─── DATASET CONTENT ───

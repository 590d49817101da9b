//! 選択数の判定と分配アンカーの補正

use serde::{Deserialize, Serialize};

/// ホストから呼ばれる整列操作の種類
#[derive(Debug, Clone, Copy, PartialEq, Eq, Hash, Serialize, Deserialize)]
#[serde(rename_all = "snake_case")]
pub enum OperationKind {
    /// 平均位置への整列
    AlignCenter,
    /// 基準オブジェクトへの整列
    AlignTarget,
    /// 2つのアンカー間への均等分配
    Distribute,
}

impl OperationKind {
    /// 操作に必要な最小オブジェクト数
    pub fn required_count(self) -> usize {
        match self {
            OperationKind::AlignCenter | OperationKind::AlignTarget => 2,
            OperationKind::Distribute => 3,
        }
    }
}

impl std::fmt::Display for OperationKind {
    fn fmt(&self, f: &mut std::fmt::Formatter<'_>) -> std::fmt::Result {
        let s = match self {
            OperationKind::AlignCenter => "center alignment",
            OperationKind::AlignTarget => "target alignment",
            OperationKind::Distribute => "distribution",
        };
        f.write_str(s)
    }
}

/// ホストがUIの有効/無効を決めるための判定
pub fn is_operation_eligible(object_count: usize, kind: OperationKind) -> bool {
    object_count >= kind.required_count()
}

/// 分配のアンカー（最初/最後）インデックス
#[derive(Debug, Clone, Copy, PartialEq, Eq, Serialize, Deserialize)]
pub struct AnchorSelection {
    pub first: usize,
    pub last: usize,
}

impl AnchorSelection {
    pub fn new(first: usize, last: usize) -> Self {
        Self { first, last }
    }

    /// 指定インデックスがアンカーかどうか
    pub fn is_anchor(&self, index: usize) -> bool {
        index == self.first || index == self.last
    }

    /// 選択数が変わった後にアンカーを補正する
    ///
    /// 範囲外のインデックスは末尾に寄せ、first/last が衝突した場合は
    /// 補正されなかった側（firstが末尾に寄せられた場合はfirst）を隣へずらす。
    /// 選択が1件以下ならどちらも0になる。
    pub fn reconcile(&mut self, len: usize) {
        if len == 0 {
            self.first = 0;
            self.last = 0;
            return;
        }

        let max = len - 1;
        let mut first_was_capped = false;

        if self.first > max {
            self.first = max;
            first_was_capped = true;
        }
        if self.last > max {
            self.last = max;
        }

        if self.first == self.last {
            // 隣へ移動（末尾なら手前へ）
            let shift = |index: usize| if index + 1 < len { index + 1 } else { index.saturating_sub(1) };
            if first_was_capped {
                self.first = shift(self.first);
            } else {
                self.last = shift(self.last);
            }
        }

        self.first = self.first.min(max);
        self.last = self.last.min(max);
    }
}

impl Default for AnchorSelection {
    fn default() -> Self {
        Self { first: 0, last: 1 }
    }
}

───

THE PROBLEM — Look through the records above for the word "Copy". Report how many lines contain it, as a bare number.

ANSWER BOX — 2